Check each line of the listing for the string "creation". Copy those where it appears.

-------------------------

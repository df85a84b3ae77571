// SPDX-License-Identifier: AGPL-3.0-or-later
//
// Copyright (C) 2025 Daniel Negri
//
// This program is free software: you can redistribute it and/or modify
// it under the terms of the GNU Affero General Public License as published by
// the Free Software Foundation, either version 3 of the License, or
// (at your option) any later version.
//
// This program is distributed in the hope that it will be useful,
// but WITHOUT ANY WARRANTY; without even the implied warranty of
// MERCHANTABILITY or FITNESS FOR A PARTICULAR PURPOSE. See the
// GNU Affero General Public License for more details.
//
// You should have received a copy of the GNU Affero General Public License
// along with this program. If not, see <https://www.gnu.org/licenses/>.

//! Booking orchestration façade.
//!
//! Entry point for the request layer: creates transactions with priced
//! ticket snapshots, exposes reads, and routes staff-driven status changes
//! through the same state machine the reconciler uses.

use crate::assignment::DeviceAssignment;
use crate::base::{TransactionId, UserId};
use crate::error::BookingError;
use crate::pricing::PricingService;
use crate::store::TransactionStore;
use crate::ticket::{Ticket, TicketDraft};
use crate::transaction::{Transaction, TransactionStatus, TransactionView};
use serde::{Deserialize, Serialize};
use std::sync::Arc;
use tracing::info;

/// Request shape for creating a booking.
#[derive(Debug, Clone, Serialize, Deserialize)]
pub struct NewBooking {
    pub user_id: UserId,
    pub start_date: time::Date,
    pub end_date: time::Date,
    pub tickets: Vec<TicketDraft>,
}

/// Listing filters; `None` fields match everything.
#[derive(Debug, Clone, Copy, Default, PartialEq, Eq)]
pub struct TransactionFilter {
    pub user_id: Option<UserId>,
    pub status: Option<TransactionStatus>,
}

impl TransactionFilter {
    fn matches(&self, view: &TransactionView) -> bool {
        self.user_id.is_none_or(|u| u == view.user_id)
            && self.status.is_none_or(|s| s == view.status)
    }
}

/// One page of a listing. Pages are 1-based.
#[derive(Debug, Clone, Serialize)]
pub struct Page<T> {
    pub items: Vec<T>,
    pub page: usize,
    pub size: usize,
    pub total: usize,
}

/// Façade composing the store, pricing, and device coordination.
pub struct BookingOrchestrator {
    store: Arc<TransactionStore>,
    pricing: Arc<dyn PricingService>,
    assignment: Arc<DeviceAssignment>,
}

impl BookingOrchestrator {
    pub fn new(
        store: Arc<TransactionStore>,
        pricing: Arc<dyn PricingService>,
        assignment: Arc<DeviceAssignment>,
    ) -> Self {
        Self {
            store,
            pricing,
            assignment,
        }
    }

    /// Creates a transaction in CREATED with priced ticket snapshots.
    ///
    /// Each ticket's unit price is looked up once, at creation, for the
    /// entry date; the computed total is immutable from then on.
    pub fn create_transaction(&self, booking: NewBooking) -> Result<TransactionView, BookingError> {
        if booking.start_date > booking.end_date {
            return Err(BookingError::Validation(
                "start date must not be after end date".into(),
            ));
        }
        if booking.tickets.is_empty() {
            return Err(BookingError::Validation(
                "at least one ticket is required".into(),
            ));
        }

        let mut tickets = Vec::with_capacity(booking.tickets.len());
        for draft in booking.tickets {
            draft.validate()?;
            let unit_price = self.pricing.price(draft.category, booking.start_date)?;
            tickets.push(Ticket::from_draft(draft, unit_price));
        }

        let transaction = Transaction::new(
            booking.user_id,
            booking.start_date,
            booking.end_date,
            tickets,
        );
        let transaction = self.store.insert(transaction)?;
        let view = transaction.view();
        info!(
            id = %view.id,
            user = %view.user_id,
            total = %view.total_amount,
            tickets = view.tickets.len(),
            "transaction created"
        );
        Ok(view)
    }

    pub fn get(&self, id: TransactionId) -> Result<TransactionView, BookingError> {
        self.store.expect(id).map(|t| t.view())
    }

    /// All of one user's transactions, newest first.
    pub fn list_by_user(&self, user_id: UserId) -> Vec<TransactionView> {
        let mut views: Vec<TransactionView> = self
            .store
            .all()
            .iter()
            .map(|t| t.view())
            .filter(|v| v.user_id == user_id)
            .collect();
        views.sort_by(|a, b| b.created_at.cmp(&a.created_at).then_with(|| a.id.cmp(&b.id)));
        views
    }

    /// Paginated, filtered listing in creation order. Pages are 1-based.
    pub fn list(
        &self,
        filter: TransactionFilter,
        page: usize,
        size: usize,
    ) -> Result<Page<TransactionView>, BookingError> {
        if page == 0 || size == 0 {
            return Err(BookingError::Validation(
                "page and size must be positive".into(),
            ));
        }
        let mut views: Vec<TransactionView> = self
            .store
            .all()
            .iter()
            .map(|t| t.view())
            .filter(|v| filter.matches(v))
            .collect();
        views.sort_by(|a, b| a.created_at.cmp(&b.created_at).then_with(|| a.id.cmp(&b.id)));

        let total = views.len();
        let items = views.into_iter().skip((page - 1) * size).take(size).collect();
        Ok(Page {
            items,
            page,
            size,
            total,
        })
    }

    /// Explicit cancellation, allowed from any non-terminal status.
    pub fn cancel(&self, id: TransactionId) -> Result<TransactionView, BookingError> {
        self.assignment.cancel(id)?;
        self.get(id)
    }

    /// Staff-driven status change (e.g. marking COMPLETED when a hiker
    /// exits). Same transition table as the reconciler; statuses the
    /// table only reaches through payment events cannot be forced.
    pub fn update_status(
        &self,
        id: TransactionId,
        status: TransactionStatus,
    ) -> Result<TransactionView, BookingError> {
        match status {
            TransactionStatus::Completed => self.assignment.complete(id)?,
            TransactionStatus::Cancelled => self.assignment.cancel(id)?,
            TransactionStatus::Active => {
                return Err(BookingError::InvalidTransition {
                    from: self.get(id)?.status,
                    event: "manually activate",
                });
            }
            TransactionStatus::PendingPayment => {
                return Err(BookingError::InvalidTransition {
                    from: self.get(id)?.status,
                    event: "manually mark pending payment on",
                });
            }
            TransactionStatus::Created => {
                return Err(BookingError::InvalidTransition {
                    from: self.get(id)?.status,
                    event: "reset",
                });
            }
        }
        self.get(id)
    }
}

-------------------------

**Answer area**:
    /// Each ticket's unit price is looked up once, at creation, for the
    /// Paginated, filtered listing in creation order. Pages are 1-based.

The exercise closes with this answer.